Top to bottom, output the entries that follow exactly.

Dataset entries:
_ _ _ _ _ _ _

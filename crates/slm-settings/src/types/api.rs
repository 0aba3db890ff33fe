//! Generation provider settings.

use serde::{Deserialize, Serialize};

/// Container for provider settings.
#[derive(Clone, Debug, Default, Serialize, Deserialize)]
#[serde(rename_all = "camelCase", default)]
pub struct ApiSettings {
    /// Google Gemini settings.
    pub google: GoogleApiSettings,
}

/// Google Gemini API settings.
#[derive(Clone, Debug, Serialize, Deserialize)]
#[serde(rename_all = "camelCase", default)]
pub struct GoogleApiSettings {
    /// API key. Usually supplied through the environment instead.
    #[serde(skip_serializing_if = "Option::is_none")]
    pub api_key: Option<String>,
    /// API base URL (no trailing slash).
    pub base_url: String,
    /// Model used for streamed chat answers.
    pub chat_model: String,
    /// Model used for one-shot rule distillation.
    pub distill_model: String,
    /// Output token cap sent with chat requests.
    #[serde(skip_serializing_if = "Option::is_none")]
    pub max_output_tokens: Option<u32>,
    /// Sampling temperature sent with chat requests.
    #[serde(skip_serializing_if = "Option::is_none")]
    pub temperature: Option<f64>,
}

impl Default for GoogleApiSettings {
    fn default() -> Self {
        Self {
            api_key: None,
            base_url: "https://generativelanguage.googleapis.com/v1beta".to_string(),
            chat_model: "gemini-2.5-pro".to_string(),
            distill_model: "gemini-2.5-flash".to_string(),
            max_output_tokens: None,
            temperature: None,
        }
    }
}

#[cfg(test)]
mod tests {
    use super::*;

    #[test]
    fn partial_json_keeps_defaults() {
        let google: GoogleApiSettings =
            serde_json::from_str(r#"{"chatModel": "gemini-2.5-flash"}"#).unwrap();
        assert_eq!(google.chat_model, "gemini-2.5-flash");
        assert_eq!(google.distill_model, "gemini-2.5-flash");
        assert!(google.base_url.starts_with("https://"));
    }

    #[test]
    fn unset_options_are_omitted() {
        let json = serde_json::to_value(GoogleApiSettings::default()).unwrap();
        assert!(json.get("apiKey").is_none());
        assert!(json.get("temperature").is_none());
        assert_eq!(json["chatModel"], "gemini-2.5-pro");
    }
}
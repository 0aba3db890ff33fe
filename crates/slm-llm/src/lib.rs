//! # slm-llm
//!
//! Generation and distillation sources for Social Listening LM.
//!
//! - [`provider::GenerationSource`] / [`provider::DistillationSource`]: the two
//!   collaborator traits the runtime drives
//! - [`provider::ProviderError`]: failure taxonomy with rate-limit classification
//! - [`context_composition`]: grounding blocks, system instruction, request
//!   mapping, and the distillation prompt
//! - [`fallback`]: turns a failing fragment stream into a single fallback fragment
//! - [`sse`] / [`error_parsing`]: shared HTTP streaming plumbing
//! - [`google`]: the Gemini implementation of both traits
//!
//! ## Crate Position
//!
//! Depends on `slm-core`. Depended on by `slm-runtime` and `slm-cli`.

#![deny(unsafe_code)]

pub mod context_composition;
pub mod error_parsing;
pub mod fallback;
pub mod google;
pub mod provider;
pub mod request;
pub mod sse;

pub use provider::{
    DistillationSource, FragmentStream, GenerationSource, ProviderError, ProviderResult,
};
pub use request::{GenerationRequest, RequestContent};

_ _ _ _ _ _ _

WRITTEN ANSWER:
filename crates/slm-settings/src/types/api.rs
repository 0aba3db890ff33fe
//! Generation provider settings.

use serde::{Deserialize, Serialize};

/// Container for provider settings.
#[derive(Clone, Debug, Default, Serialize, Deserialize)]
#[serde(rename_all = "camelCase", default)]
pub struct ApiSettings {
    /// Google Gemini settings.
    pub google: GoogleApiSettings,
}

/// Google Gemini API settings.
#[derive(Clone, Debug, Serialize, Deserialize)]
#[serde(rename_all = "camelCase", default)]
pub struct GoogleApiSettings {
    /// API key. Usually supplied through the environment instead.
    #[serde(skip_serializing_if = "Option::is_none")]
    pub api_key: Option<String>,
    /// API base URL (no trailing slash).
    pub base_url: String,
    /// Model used for streamed chat answers.
    pub chat_model: String,
    /// Model used for one-shot rule distillation.
    pub distill_model: String,
    /// Output token cap sent with chat requests.
    #[serde(skip_serializing_if = "Option::is_none")]
    pub max_output_tokens: Option<u32>,
    /// Sampling temperature sent with chat requests.
    #[serde(skip_serializing_if = "Option::is_none")]
    pub temperature: Option<f64>,
}

impl Default for GoogleApiSettings {
    fn default() -> Self {
        Self {
            api_key: None,
            base_url: "https://generativelanguage.googleapis.com/v1beta".to_string(),
            chat_model: "gemini-2.5-pro".to_string(),
            distill_model: "gemini-2.5-flash".to_string(),
            max_output_tokens: None,
            temperature: None,
        }
    }
}

#[cfg(test)]
mod tests {
    use super::*;

    #[test]
    fn partial_json_keeps_defaults() {
        let google: GoogleApiSettings =
            serde_json::from_str(r#"{"chatModel": "gemini-2.5-flash"}"#).unwrap();
        assert_eq!(google.chat_model, "gemini-2.5-flash");
        assert_eq!(google.distill_model, "gemini-2.5-flash");
        assert!(google.base_url.starts_with("https://"));
    }

    #[test]
    fn unset_options_are_omitted() {
        let json = serde_json::to_value(GoogleApiSettings::default()).unwrap();
        assert!(json.get("apiKey").is_none());
        assert!(json.get("temperature").is_none());
        assert_eq!(json["chatModel"], "gemini-2.5-pro");
    }
}
repository 0aba3db890ff33fe
filename crates/slm-llm/src/lib.rs
//! # slm-llm
//!
//! Generation and distillation sources for Social Listening LM.
//!
//! - [`provider::GenerationSource`] / [`provider::DistillationSource`]: the two
//!   collaborator traits the runtime drives
//! - [`provider::ProviderError`]: failure taxonomy with rate-limit classification
//! - [`context_composition`]: grounding blocks, system instruction, request
//!   mapping, and the distillation prompt
//! - [`fallback`]: turns a failing fragment stream into a single fallback fragment
//! - [`sse`] / [`error_parsing`]: shared HTTP streaming plumbing
//! - [`google`]: the Gemini implementation of both traits
//!
//! ## Crate Position
//!
//! Depends on `slm-core`. Depended on by `slm-runtime` and `slm-cli`.

#![deny(unsafe_code)]

pub mod context_composition;
pub mod error_parsing;
pub mod fallback;
pub mod google;
pub mod provider;
pub mod request;
pub mod sse;

pub use provider::{
    DistillationSource, FragmentStream, GenerationSource, ProviderError, ProviderResult,
};
pub use request::{GenerationRequest, RequestContent};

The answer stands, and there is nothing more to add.